(Beginning of SUPPLIED RECORDS)
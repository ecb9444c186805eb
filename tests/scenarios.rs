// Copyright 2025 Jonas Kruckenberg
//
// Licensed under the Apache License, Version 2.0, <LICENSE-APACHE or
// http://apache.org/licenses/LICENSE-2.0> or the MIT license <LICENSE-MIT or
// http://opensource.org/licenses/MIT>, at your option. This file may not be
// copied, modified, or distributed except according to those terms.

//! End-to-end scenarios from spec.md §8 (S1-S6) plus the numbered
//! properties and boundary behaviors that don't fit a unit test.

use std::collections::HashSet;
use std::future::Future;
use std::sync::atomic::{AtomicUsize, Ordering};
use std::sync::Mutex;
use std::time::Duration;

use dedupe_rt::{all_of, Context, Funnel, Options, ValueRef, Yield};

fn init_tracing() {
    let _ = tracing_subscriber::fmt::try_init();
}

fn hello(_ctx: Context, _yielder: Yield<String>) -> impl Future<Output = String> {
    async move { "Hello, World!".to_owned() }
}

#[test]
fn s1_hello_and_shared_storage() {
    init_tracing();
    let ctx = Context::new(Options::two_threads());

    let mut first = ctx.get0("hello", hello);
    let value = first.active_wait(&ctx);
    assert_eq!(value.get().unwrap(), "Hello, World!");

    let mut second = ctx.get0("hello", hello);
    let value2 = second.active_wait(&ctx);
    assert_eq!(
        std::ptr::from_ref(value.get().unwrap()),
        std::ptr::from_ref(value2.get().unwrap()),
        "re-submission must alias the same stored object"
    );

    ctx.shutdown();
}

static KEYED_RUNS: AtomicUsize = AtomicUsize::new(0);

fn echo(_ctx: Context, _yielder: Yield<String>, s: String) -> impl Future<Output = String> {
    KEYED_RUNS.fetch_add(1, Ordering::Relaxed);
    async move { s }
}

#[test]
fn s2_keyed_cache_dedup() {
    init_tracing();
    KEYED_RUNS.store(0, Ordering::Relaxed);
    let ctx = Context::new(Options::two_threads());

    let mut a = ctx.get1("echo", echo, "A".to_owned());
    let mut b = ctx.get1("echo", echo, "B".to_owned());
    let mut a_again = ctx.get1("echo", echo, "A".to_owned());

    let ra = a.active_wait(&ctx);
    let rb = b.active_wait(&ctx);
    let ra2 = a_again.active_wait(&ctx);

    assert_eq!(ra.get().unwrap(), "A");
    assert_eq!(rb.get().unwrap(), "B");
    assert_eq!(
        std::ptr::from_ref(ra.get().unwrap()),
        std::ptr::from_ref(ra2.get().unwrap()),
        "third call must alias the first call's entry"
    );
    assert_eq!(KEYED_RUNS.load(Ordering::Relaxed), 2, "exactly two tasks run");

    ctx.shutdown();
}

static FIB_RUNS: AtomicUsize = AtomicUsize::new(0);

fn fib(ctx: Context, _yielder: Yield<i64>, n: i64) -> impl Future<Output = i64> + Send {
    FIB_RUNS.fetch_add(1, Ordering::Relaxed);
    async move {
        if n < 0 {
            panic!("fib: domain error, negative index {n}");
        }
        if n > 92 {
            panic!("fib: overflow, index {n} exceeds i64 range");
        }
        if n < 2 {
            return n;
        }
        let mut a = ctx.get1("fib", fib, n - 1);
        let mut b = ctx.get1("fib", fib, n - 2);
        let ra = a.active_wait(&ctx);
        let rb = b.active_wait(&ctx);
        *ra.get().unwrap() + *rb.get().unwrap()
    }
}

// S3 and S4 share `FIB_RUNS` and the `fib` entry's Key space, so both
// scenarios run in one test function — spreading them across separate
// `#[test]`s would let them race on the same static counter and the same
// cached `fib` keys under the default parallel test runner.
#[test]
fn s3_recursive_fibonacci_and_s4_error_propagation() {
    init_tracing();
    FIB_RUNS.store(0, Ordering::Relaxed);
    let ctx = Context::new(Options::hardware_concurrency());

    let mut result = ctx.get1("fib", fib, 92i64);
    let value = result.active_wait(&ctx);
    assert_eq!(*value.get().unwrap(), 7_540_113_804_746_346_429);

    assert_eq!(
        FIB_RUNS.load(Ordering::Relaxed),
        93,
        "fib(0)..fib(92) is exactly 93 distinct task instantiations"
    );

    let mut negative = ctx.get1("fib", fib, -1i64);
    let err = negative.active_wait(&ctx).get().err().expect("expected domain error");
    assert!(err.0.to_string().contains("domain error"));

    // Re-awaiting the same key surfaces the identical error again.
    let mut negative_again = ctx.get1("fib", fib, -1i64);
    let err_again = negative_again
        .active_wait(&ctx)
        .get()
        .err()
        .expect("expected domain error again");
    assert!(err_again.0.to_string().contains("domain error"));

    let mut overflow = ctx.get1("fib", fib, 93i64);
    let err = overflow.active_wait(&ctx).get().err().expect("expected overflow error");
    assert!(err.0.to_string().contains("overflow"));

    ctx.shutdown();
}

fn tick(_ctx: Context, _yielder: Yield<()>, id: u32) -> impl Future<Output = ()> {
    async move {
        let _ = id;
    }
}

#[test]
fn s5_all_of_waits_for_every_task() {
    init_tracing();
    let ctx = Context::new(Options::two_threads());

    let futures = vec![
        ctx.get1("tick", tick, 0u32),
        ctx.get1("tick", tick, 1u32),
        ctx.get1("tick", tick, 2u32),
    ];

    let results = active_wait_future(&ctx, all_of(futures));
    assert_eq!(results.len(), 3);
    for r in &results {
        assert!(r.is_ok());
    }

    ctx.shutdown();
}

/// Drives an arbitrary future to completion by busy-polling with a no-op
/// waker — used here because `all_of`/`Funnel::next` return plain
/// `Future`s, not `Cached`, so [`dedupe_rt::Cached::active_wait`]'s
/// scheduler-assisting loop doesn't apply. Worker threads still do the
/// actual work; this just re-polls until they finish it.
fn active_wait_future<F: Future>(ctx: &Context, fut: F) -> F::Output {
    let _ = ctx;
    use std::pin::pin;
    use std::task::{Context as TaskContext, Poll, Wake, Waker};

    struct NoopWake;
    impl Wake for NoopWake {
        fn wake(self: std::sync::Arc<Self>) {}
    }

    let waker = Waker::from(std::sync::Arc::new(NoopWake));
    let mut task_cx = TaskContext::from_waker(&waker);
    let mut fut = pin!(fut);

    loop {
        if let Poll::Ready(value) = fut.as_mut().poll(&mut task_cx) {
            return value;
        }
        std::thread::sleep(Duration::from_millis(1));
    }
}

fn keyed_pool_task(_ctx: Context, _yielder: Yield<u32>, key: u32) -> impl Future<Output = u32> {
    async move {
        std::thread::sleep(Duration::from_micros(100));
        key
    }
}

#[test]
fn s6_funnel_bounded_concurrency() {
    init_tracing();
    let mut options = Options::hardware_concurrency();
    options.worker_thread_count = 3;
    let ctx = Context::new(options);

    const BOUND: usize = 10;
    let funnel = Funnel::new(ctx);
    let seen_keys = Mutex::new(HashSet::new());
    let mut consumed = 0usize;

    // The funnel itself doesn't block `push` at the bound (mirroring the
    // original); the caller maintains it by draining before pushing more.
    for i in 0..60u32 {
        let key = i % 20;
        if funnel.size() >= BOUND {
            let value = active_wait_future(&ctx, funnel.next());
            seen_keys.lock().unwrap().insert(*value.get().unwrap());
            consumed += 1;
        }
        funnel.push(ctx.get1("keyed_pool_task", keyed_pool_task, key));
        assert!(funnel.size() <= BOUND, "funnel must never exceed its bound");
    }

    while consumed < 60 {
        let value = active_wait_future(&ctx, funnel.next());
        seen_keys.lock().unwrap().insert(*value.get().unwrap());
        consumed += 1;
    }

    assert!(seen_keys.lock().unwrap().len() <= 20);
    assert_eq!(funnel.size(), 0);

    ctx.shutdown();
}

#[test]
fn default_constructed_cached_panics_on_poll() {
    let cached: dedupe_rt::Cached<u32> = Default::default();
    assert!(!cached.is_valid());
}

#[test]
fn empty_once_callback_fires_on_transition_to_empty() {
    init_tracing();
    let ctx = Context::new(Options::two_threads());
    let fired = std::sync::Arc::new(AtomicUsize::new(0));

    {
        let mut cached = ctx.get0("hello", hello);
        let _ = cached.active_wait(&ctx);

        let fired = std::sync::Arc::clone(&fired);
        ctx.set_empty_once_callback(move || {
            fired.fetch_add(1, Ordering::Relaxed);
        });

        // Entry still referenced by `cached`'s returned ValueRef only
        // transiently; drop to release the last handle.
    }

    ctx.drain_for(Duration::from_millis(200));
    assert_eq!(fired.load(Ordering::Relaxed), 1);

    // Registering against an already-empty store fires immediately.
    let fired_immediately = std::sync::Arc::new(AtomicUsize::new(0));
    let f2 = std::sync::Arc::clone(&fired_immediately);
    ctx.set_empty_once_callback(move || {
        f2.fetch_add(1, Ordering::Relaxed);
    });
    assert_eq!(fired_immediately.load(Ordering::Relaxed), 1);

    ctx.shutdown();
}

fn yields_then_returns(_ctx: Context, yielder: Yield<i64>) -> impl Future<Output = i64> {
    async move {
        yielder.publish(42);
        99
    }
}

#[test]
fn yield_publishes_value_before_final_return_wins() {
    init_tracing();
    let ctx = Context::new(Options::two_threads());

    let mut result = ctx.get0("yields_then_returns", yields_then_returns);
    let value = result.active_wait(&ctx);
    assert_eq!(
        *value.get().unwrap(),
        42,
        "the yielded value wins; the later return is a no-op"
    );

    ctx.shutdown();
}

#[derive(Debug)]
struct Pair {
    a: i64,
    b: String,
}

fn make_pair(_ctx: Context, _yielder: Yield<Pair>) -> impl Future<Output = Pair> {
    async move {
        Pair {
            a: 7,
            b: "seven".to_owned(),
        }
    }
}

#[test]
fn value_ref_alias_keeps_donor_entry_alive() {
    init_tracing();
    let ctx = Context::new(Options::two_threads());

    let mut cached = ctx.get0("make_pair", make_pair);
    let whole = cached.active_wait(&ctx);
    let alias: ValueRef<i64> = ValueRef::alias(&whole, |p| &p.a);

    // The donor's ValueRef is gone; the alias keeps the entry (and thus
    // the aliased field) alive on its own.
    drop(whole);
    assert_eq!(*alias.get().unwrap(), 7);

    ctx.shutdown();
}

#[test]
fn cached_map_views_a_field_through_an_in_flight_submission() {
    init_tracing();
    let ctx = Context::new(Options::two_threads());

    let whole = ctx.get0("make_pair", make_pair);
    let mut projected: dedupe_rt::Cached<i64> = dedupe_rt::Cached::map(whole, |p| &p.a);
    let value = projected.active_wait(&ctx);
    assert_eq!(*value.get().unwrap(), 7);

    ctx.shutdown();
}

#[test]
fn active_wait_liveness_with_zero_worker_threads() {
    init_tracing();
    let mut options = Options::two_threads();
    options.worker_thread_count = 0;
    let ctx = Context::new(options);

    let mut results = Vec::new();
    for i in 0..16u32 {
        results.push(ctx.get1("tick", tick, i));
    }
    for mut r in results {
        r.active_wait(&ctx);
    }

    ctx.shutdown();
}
(End of SUPPLIED RECORDS)
■ ABOUT THIS EXERCISE ■
In the entries above, find every line holding the word "World" and copy it out.

■ OUTPUT BELOW ■
    async move { "Hello, World!".to_owned() }
    assert_eq!(value.get().unwrap(), "Hello, World!");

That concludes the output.